Además del guión sólido y el tratamiento ágil, desde nuestro punto de vista occidental, cabe destacar otro elemento extracinematográfico, que también es un mérito de Farhadi, no de nuestra mirada como espectadores culturalmente ajenos: a la intriga principal, manejada con auténtico sentido del suspense, se superpone un minucioso y fiel retrato de la sociedad iraní actual. Irán es un país moderno, con una clase media fuertemente occidentalizada en lo que se refiere al estilo de vida, pero bajo esa fachada sigue fluyendo --y actuando-- una moral férreamente patriarcal en la que la mujer no puede hacer literalmente nada sin el permiso del hombre (llevarse una hija al extranjero, cambiar a un anciano, ir a trabajar fuera de casa). Una sociedad en apariencia moderna en la que el machismo asoma en cada revuelta del argumento y de la vida cotidiana, igual que sucedía en A propósito de Elly: siempre pequeñas transgresiones en forma de leyes y tradiciones ancestrales cuyo correlato práctico actúa como una ética pública en lugar de una moral privada. Y finalmente la religión: jurar por el Corán sigue siendo, en caso de litigio y duda, el último criterio de verdad aceptado por unanimidad. Así, cuando la justicia ordinaria es incapaz de establecer lo sucedido o designar un culpable, el juramento por el libro sagrado debe servir a los litigantes para resolver sus diferencias al margen del sistema. Igual que sucedía en su anterior filme, esta extraña mezcla de modernidad y desigualdad que es el Irán actual es el escenario perfecto para las ficciones de Farhadi. Me pregunto cómo encajarían sus magníficos dramas en un país donde ese contraste no fuera tan acusado. Si eliminamos esta paradoja, creo que buena parte de su valor dramático se evaporaría como gotas de agua en un volcán.

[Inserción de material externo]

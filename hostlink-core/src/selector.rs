use crate::command::CommandRunner;
use crate::containment::{resolve_gateway_host, ContainmentProbe, RouteProbeKind};
use crate::error::ClientResult;
use crate::proxy_client::{ClientRoute, ProxyClientFactory, SelectedClient};
use crate::settings::{ConnectionState, ProxyMode, SettingsStore, TransparentMode};

pub const SOCKS5_PROXY_PORT: u16 = 20170;
pub const HTTP_PROXY_PORT: u16 = 20172;

/// Inbound ports the managed proxy process listens on.
#[derive(Debug, Clone, Copy, PartialEq, Eq)]
pub struct ProxyPorts {
  pub socks5: u16,
  pub http: u16,
}

impl Default for ProxyPorts {
  fn default() -> Self {
    Self {
      socks5: SOCKS5_PROXY_PORT,
      http: HTTP_PROXY_PORT,
    }
  }
}

/// Chooses how the agent's own HTTP requests leave the host, from live state
/// read on every call.
pub struct AutomaticClientSelector<'a> {
  runner: &'a dyn CommandRunner,
  containment: &'a dyn ContainmentProbe,
  settings: &'a dyn SettingsStore,
  state: &'a dyn ConnectionState,
  factory: &'a ProxyClientFactory,
  ports: ProxyPorts,
}

impl<'a> AutomaticClientSelector<'a> {
  pub fn new(
    runner: &'a dyn CommandRunner,
    containment: &'a dyn ContainmentProbe,
    settings: &'a dyn SettingsStore,
    state: &'a dyn ConnectionState,
    factory: &'a ProxyClientFactory,
  ) -> Self {
    Self {
      runner,
      containment,
      settings,
      state,
      factory,
      ports: ProxyPorts::default(),
    }
  }

  pub fn with_ports(mut self, ports: ProxyPorts) -> Self {
    self.ports = ports;
    self
  }

  /// Route the next client should take.
  ///
  /// Direct whenever the proxy process is down, no server is connected, or
  /// transparent mode is anything but `Close`. The last clause keeps the
  /// condition exactly as the settings owner has always evaluated it.
  pub fn route(&self) -> ClientRoute {
    let setting = self.settings.current_settings();

    if !self.state.is_managed_process_running()
      || self.state.connected_server().is_none()
      || setting.transparent != TransparentMode::Close
    {
      tracing::debug!(transparent = ?setting.transparent, "using direct client");
      return ClientRoute::Direct;
    }

    match setting.proxy_mode_when_subscribe {
      ProxyMode::Pac => self.http_route(),
      ProxyMode::Proxy => self.socks5_route(),
      ProxyMode::Direct => ClientRoute::Direct,
    }
  }

  pub fn select(&self) -> ClientResult<SelectedClient> {
    let route = self.route();
    tracing::info!(route = ?route, "selected outbound client");
    self.client_for(route)
  }

  /// SOCKS5 client to the managed process, regardless of settings.
  pub fn socks5_client(&self) -> ClientResult<SelectedClient> {
    self.client_for(self.socks5_route())
  }

  /// HTTP proxy client to the managed process, regardless of settings.
  pub fn http_client(&self) -> ClientResult<SelectedClient> {
    self.client_for(self.http_route())
  }

  fn socks5_route(&self) -> ClientRoute {
    let host = self.gateway_host(RouteProbeKind::DefaultRouteHead);
    ClientRoute::Proxied {
      url: format!("socks5://{host}:{}", self.ports.socks5),
    }
  }

  fn http_route(&self) -> ClientRoute {
    let host = self.gateway_host(RouteProbeKind::DefaultRouteGrep);
    ClientRoute::Proxied {
      url: format!("http://{host}:{}", self.ports.http),
    }
  }

  fn gateway_host(&self, kind: RouteProbeKind) -> String {
    resolve_gateway_host(self.containment.is_in_container(), kind, self.runner)
  }

  fn client_for(&self, route: ClientRoute) -> ClientResult<SelectedClient> {
    match route {
      ClientRoute::Direct => self.factory.direct(),
      ClientRoute::Proxied { url } => self.factory.build(&url),
    }
  }
}

#[cfg(test)]
mod tests {
  use super::*;
  use crate::containment::FALLBACK_GATEWAY_HOST;
  use crate::error::ClientError;
  use crate::settings::{ServerRef, Setting};
  use crate::testing::ScriptedRunner;

  struct Fixture {
    running: bool,
    connected: bool,
    in_container: bool,
    setting: Setting,
  }

  impl Default for Fixture {
    fn default() -> Self {
      Self {
        running: true,
        connected: true,
        in_container: false,
        setting: Setting {
          transparent: TransparentMode::Close,
          proxy_mode_when_subscribe: ProxyMode::Proxy,
        },
      }
    }
  }

  impl SettingsStore for Fixture {
    fn current_settings(&self) -> Setting {
      self.setting.clone()
    }
  }

  impl ConnectionState for Fixture {
    fn is_managed_process_running(&self) -> bool {
      self.running
    }

    fn connected_server(&self) -> Option<ServerRef> {
      self.connected.then(|| ServerRef {
        id: "1".to_string(),
        name: None,
      })
    }
  }

  impl ContainmentProbe for Fixture {
    fn is_in_container(&self) -> bool {
      self.in_container
    }
  }

  fn route(fx: &Fixture, runner: &ScriptedRunner) -> ClientRoute {
    let factory = ProxyClientFactory::new();
    AutomaticClientSelector::new(runner, fx, fx, fx, &factory).route()
  }

  fn proxied(url: &str) -> ClientRoute {
    ClientRoute::Proxied {
      url: url.to_string(),
    }
  }

  fn gateway_runner() -> ScriptedRunner {
    ScriptedRunner::new()
      .ok(RouteProbeKind::DefaultRouteHead.command(), "  10.0.0.1  \n")
      .ok(RouteProbeKind::DefaultRouteGrep.command(), "172.17.0.1\n")
  }

  #[test]
  fn direct_whenever_process_is_down() {
    for mode in [ProxyMode::Direct, ProxyMode::Pac, ProxyMode::Proxy] {
      for transparent in [TransparentMode::Close, TransparentMode::Proxy, TransparentMode::Pac] {
        let fx = Fixture {
          running: false,
          in_container: true,
          setting: Setting {
            transparent,
            proxy_mode_when_subscribe: mode,
          },
          ..Fixture::default()
        };
        let runner = gateway_runner();
        assert_eq!(route(&fx, &runner), ClientRoute::Direct);
        assert!(runner.calls().is_empty());
      }
    }
  }

  #[test]
  fn direct_without_connected_server() {
    let fx = Fixture {
      connected: false,
      ..Fixture::default()
    };
    assert_eq!(route(&fx, &gateway_runner()), ClientRoute::Direct);
  }

  #[test]
  fn direct_when_transparent_mode_is_active() {
    for transparent in [
      TransparentMode::Proxy,
      TransparentMode::Whitelist,
      TransparentMode::Gfwlist,
      TransparentMode::Pac,
    ] {
      let mut fx = Fixture::default();
      fx.setting.transparent = transparent;
      assert_eq!(route(&fx, &gateway_runner()), ClientRoute::Direct);
    }
  }

  #[test]
  fn proxy_mode_uses_socks5_on_loopback() {
    let runner = gateway_runner();
    assert_eq!(
      route(&Fixture::default(), &runner),
      proxied("socks5://127.0.0.1:20170")
    );
    assert!(runner.calls().is_empty());
  }

  #[test]
  fn proxy_mode_in_container_uses_head_probe_gateway() {
    let fx = Fixture {
      in_container: true,
      ..Fixture::default()
    };
    let runner = gateway_runner();
    assert_eq!(route(&fx, &runner), proxied("socks5://10.0.0.1:20170"));
    assert_eq!(runner.calls(), vec![RouteProbeKind::DefaultRouteHead.command()]);
  }

  #[test]
  fn pac_mode_in_container_uses_grep_probe_gateway() {
    let mut fx = Fixture {
      in_container: true,
      ..Fixture::default()
    };
    fx.setting.proxy_mode_when_subscribe = ProxyMode::Pac;
    let runner = gateway_runner();
    assert_eq!(route(&fx, &runner), proxied("http://172.17.0.1:20172"));
    assert_eq!(runner.calls(), vec![RouteProbeKind::DefaultRouteGrep.command()]);
  }

  #[test]
  fn failed_route_probe_targets_sibling_container() {
    let fx = Fixture {
      in_container: true,
      ..Fixture::default()
    };
    let runner = ScriptedRunner::new();
    assert_eq!(
      route(&fx, &runner),
      proxied(&format!("socks5://{FALLBACK_GATEWAY_HOST}:20170"))
    );
  }

  #[test]
  fn direct_subscription_mode_stays_direct() {
    let mut fx = Fixture::default();
    fx.setting.proxy_mode_when_subscribe = ProxyMode::Direct;
    assert_eq!(route(&fx, &gateway_runner()), ClientRoute::Direct);
  }

  #[test]
  fn ports_can_be_overridden() {
    let fx = Fixture::default();
    let runner = ScriptedRunner::new();
    let factory = ProxyClientFactory::new();
    let selector = AutomaticClientSelector::new(&runner, &fx, &fx, &fx, &factory).with_ports(
      ProxyPorts {
        socks5: 1080,
        http: 8080,
      },
    );
    assert_eq!(selector.route(), proxied("socks5://127.0.0.1:1080"));
  }

  #[test]
  fn select_builds_the_routed_client() {
    let fx = Fixture::default();
    let runner = ScriptedRunner::new();
    let factory = ProxyClientFactory::new();
    let selector = AutomaticClientSelector::new(&runner, &fx, &fx, &fx, &factory);

    let selected = selector.select().unwrap();
    assert_eq!(selected.route, proxied("socks5://127.0.0.1:20170"));

    let http = selector.http_client().unwrap();
    assert_eq!(http.route, proxied("http://127.0.0.1:20172"));
  }

  #[test]
  fn factory_errors_propagate() {
    let fx = Fixture {
      in_container: true,
      ..Fixture::default()
    };
    let runner = ScriptedRunner::new()
      .ok(RouteProbeKind::DefaultRouteHead.command(), "bad host\n");
    let factory = ProxyClientFactory::new();
    let selector = AutomaticClientSelector::new(&runner, &fx, &fx, &fx, &factory);

    let err = selector.select().unwrap_err();
    assert!(matches!(err, ClientError::InvalidUrl { .. }), "{err}");
  }
}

La escena final (un retorno al inicio pero con una mirada más compleja, como exige toda narración clásica) está resuelta con auténtica maestría: una mezcla de sentimientos mediante un uso inteligente del suspense cinematográfico en estado puro, incluyendo un ingeniosísimo truco que hace que el público quede clavado mientras pasan los créditos. Una escena antológica para cerrar un filme en el mismísimo centro de la narración.